Task objective:
In the data below, find every line with the word "GroupMap" and copy it.

* * * * * * *

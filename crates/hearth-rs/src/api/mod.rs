//! Everything between a running turn and the outside world.
//!
//! - [`provider`]: the [`LlmProvider`] seam (`generate(messages, config)`)
//!   and the OpenRouter adapter.
//! - [`retry`]: transient error detection with exponential backoff. Never
//!   retries 400/401 errors.
//! - [`streaming`]: [`StreamEvent`], the tagged value written to clients as
//!   newline-delimited JSON.
//! - [`keepalive`]: wraps any event stream and injects keepalive events when
//!   it goes quiet.

pub mod keepalive;
pub mod provider;
pub mod retry;
pub mod streaming;

// Re-export commonly used items at the module level.
pub use keepalive::{Keepalive, KeepaliveConfig, KeepaliveEvent, with_keepalive};
pub use provider::{
    GenerateConfig, Generation, LlmProvider, OpenRouterProvider, ProviderError, ToolInvocation,
    Usage,
};
pub use retry::RetryConfig;
pub use streaming::{StreamEvent, collect_text};
//! In-process registry of pending question groups.
//!
//! A tool that needs a human decision registers a group and awaits its
//! [`QuestionWaiter`]. A later, unrelated request (the REST respond
//! endpoint) calls [`SuspensionStore::submit_responses`], which wakes the
//! waiter exactly once. The map lock is held only for the map operation
//! itself; waiting never holds it.
//!
//! Groups live in process memory. A deployment with several workers needs
//! sticky routing or an external store, since the respond request must reach
//! the process that holds the waiter.

use std::collections::HashMap;
use std::sync::{Arc, Mutex, MutexGuard, PoisonError, Weak};
use std::time::Duration;

use chrono::{DateTime, Utc};
use serde::Serialize;
use tokio::sync::oneshot;
use tokio::task::JoinHandle;
use tokio::time::Instant;
use tracing::{debug, info, warn};

use super::question::{QuestionInput, QuestionItem, Responses, normalize_questions};

/// Result of [`SuspensionStore::submit_responses`].
#[derive(Debug, Clone, Copy, PartialEq, Eq)]
pub enum SubmitOutcome {
    /// Responses recorded and the waiter signalled.
    Accepted,
    /// No group with that id (never existed, cleaned up, or cancelled).
    UnknownGroup,
    /// The group already has responses.
    AlreadyAnswered,
}

impl SubmitOutcome {
    pub fn is_accepted(self) -> bool {
        self == SubmitOutcome::Accepted
    }
}

/// Why a [`QuestionWaiter`] returned without responses.
#[derive(Debug, Clone, PartialEq, Eq, thiserror::Error)]
pub enum WaitError {
    /// The group was cancelled, swept or cleaned up before an answer arrived.
    #[error("question group {0} was cancelled")]
    Cancelled(String),
    #[error("question group {group_id} timed out after {after:?}")]
    TimedOut { group_id: String, after: Duration },
}

/// Receive half of a group's wait handle.
#[derive(Debug)]
pub struct QuestionWaiter {
    group_id: String,
    rx: oneshot::Receiver<Responses>,
}

impl QuestionWaiter {
    pub fn group_id(&self) -> &str {
        &self.group_id
    }

    /// Wait until responses are submitted or the group goes away.
    pub async fn wait(self) -> Result<Responses, WaitError> {
        self.rx.await.map_err(|_| WaitError::Cancelled(self.group_id))
    }

    /// Like [`wait`](Self::wait), bounded by `timeout`. The group stays
    /// registered after a timeout; the caller cleans it up.
    pub async fn wait_timeout(self, timeout: Duration) -> Result<Responses, WaitError> {
        match tokio::time::timeout(timeout, self.rx).await {
            Ok(Ok(responses)) => Ok(responses),
            Ok(Err(_)) => Err(WaitError::Cancelled(self.group_id)),
            Err(_) => Err(WaitError::TimedOut {
                group_id: self.group_id,
                after: timeout,
            }),
        }
    }
}

/// Returned by group creation: the id, the normalized questions and the
/// waiter.
#[derive(Debug)]
pub struct QuestionGroupHandle {
    pub group_id: String,
    pub questions: Vec<QuestionItem>,
    pub waiter: QuestionWaiter,
}

/// Public view of an unanswered group.
#[derive(Debug, Clone, Serialize, PartialEq)]
pub struct PendingQuestionGroup {
    pub group_id: String,
    #[serde(skip_serializing_if = "Option::is_none")]
    pub thread_id: Option<String>,
    pub questions: Vec<QuestionItem>,
    pub created_at: DateTime<Utc>,
}

struct GroupEntry {
    thread_id: Option<String>,
    questions: Vec<QuestionItem>,
    sender: Option<oneshot::Sender<Responses>>,
    responses: Option<Responses>,
    registered: Instant,
    created_at: DateTime<Utc>,
}

type GroupMap = Mutex<HashMap<String, GroupEntry>>;

/// Registry of pending question groups. Cheap to clone; clones share state.
#[derive(Clone, Default)]
pub struct SuspensionStore {
    groups: Arc<GroupMap>,
}

impl SuspensionStore {
    pub fn new() -> Self {
        Self::default()
    }

    fn lock(groups: &GroupMap) -> MutexGuard<'_, HashMap<String, GroupEntry>> {
        groups.lock().unwrap_or_else(PoisonError::into_inner)
    }

    /// Register a group not tied to a thread.
    pub fn create_question_group(&self, questions: Vec<QuestionInput>) -> QuestionGroupHandle {
        self.register(None, questions)
    }

    /// Register a group raised by a turn on `thread_id`.
    pub fn create_question_group_for(
        &self,
        thread_id: impl Into<String>,
        questions: Vec<QuestionInput>,
    ) -> QuestionGroupHandle {
        self.register(Some(thread_id.into()), questions)
    }

    fn register(&self, thread_id: Option<String>, questions: Vec<QuestionInput>) -> QuestionGroupHandle {
        let group_id = uuid::Uuid::new_v4().to_string();
        let questions = normalize_questions(questions);
        let (tx, rx) = oneshot::channel();

        let entry = GroupEntry {
            thread_id: thread_id.clone(),
            questions: questions.clone(),
            sender: Some(tx),
            responses: None,
            registered: Instant::now(),
            created_at: Utc::now(),
        };
        Self::lock(&self.groups).insert(group_id.clone(), entry);
        info!(
            group_id = %group_id,
            thread = thread_id.as_deref().unwrap_or("-"),
            questions = questions.len(),
            "Registered question group"
        );

        QuestionGroupHandle {
            waiter: QuestionWaiter {
                group_id: group_id.clone(),
                rx,
            },
            group_id,
            questions,
        }
    }

    /// Record responses for a group and wake its waiter. Never panics.
    pub fn submit_responses(&self, group_id: &str, responses: Responses) -> SubmitOutcome {
        let mut groups = Self::lock(&self.groups);
        let Some(entry) = groups.get_mut(group_id) else {
            debug!(group_id, "Responses for unknown question group");
            return SubmitOutcome::UnknownGroup;
        };
        if entry.responses.is_some() {
            debug!(group_id, "Question group already answered");
            return SubmitOutcome::AlreadyAnswered;
        }

        entry.responses = Some(responses.clone());
        if let Some(tx) = entry.sender.take()
            && tx.send(responses).is_err()
        {
            // Recorded anyway; the waiter may have timed out a moment ago.
            debug!(group_id, "Question group waiter already gone");
        }
        info!(group_id, "Question group answered");
        SubmitOutcome::Accepted
    }

    /// Remove a group. Returns whether it existed.
    pub fn cleanup(&self, group_id: &str) -> bool {
        let removed = Self::lock(&self.groups).remove(group_id).is_some();
        if removed {
            debug!(group_id, "Cleaned up question group");
        }
        removed
    }

    /// Remove a group and wake its waiter with [`WaitError::Cancelled`].
    pub fn cancel(&self, group_id: &str) -> bool {
        let removed = Self::lock(&self.groups).remove(group_id);
        match removed {
            Some(entry) => {
                if entry.responses.is_none() {
                    info!(group_id, "Cancelled unanswered question group");
                }
                true
            }
            None => false,
        }
    }

    /// The group, if it exists and is still unanswered.
    pub fn pending(&self, group_id: &str) -> Option<PendingQuestionGroup> {
        let groups = Self::lock(&self.groups);
        let entry = groups.get(group_id)?;
        if entry.responses.is_some() {
            return None;
        }
        Some(PendingQuestionGroup {
            group_id: group_id.to_string(),
            thread_id: entry.thread_id.clone(),
            questions: entry.questions.clone(),
            created_at: entry.created_at,
        })
    }

    /// Number of registered groups (answered or not).
    pub fn len(&self) -> usize {
        Self::lock(&self.groups).len()
    }

    pub fn is_empty(&self) -> bool {
        self.len() == 0
    }

    /// Remove groups registered at least `max_age` ago. Unanswered groups'
    /// waiters observe [`WaitError::Cancelled`]. Returns how many were removed.
    pub fn sweep_expired(&self, max_age: Duration) -> usize {
        Self::sweep(&self.groups, max_age)
    }

    fn sweep(groups: &GroupMap, max_age: Duration) -> usize {
        let mut groups = Self::lock(groups);
        let before = groups.len();
        groups.retain(|group_id, entry| {
            let keep = entry.registered.elapsed() < max_age;
            if !keep && entry.responses.is_none() {
                warn!(group_id = %group_id, "Expiring unanswered question group");
            }
            keep
        });
        before - groups.len()
    }

    /// Run [`sweep_expired`](Self::sweep_expired) every `interval`. The task
    /// ends by itself once every clone of the store has been dropped.
    pub fn spawn_sweeper(&self, interval: Duration, max_age: Duration) -> JoinHandle<()> {
        let groups: Weak<GroupMap> = Arc::downgrade(&self.groups);
        tokio::spawn(async move {
            let mut ticker = tokio::time::interval(interval);
            ticker.tick().await;
            loop {
                ticker.tick().await;
                let Some(groups) = groups.upgrade() else {
                    debug!("Suspension store dropped, sweeper exiting");
                    return;
                };
                let removed = Self::sweep(&groups, max_age);
                if removed > 0 {
                    info!(removed, "Swept expired question groups");
                }
            }
        })
    }
}

#[cfg(test)]
mod tests {
    use super::*;
    use crate::suspension::question::QuestionInput;
    use serde_json::json;

    fn two_questions() -> Vec<QuestionInput> {
        vec![
            QuestionInput::confirm("Book the 9am slot?"),
            QuestionInput::text("Anything else?"),
        ]
    }

    fn responses(pairs: &[(&str, serde_json::Value)]) -> Responses {
        pairs
            .iter()
            .map(|(k, v)| ((*k).to_string(), v.clone()))
            .collect()
    }

    #[test]
    fn unknown_group_is_reported_not_raised() {
        let store = SuspensionStore::new();
        let outcome = store.submit_responses("nonexistent", responses(&[("q1", json!("yes"))]));
        assert_eq!(outcome, SubmitOutcome::UnknownGroup);
    }

    #[tokio::test]
    async fn submit_wakes_waiter_once() {
        let store = SuspensionStore::new();
        let handle = store.create_question_group(two_questions());
        assert_eq!(handle.questions.len(), 2);
        assert_eq!(handle.questions[0].id, "q1");

        let waiter = tokio::spawn(handle.waiter.wait());
        let answer = responses(&[("q1", json!("yes"))]);

        assert_eq!(
            store.submit_responses(&handle.group_id, answer.clone()),
            SubmitOutcome::Accepted
        );
        assert_eq!(waiter.await.unwrap(), Ok(answer));
        assert_eq!(
            store.submit_responses(&handle.group_id, responses(&[("q1", json!("no"))])),
            SubmitOutcome::AlreadyAnswered
        );
    }

    #[tokio::test]
    async fn cancel_wakes_waiter_with_cancelled() {
        let store = SuspensionStore::new();
        let handle = store.create_question_group_for("thread-7", two_questions());
        let id = handle.group_id.clone();

        assert!(store.cancel(&id));
        assert_eq!(handle.waiter.wait().await, Err(WaitError::Cancelled(id.clone())));
        assert!(!store.cancel(&id));
        assert_eq!(
            store.submit_responses(&id, Responses::new()),
            SubmitOutcome::UnknownGroup
        );
    }

    #[tokio::test(start_paused = true)]
    async fn wait_timeout_leaves_group_registered() {
        let store = SuspensionStore::new();
        let handle = store.create_question_group(two_questions());
        let id = handle.group_id.clone();

        let result = handle.waiter.wait_timeout(Duration::from_secs(5)).await;
        assert!(matches!(result, Err(WaitError::TimedOut { .. })));
        assert!(store.pending(&id).is_some());
        assert!(store.cleanup(&id));
        assert!(store.is_empty());
    }

    #[test]
    fn pending_view_hides_answered_groups() {
        let store = SuspensionStore::new();
        let handle = store.create_question_group_for("thread-1", two_questions());
        let view = store.pending(&handle.group_id).unwrap();
        assert_eq!(view.thread_id.as_deref(), Some("thread-1"));
        assert_eq!(view.questions.len(), 2);

        store.submit_responses(&handle.group_id, Responses::new());
        assert!(store.pending(&handle.group_id).is_none());
        assert_eq!(store.len(), 1);
    }

    #[tokio::test(start_paused = true)]
    async fn sweep_removes_only_stale_groups() {
        let store = SuspensionStore::new();
        let old = store.create_question_group(two_questions());
        tokio::time::advance(Duration::from_secs(120)).await;
        let fresh = store.create_question_group(two_questions());

        assert_eq!(store.sweep_expired(Duration::from_secs(60)), 1);
        assert!(store.pending(&fresh.group_id).is_some());
        assert!(matches!(old.waiter.wait().await, Err(WaitError::Cancelled(_))));
        assert_eq!(store.len(), 1);
    }

    #[tokio::test(start_paused = true)]
    async fn sweeper_task_expires_groups() {
        let store = SuspensionStore::new();
        let handle = store.create_question_group(two_questions());
        let sweeper = store.spawn_sweeper(Duration::from_secs(10), Duration::from_secs(30));

        let result = handle.waiter.wait().await;
        assert!(matches!(result, Err(WaitError::Cancelled(_))));
        assert!(store.is_empty());
        sweeper.abort();
    }

    #[test]
    fn groups_are_independent() {
        let store = SuspensionStore::new();
        let a = store.create_question_group(two_questions());
        let b = store.create_question_group(two_questions());
        assert_ne!(a.group_id, b.group_id);
        store.submit_responses(&a.group_id, Responses::new());
        assert!(store.pending(&b.group_id).is_some());
    }
}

* * * * * * *

Reply:
type GroupMap = Mutex<HashMap<String, GroupEntry>>;
    groups: Arc<GroupMap>,
    fn lock(groups: &GroupMap) -> MutexGuard<'_, HashMap<String, GroupEntry>> {
    fn sweep(groups: &GroupMap, max_age: Duration) -> usize {
        let groups: Weak<GroupMap> = Arc::downgrade(&self.groups);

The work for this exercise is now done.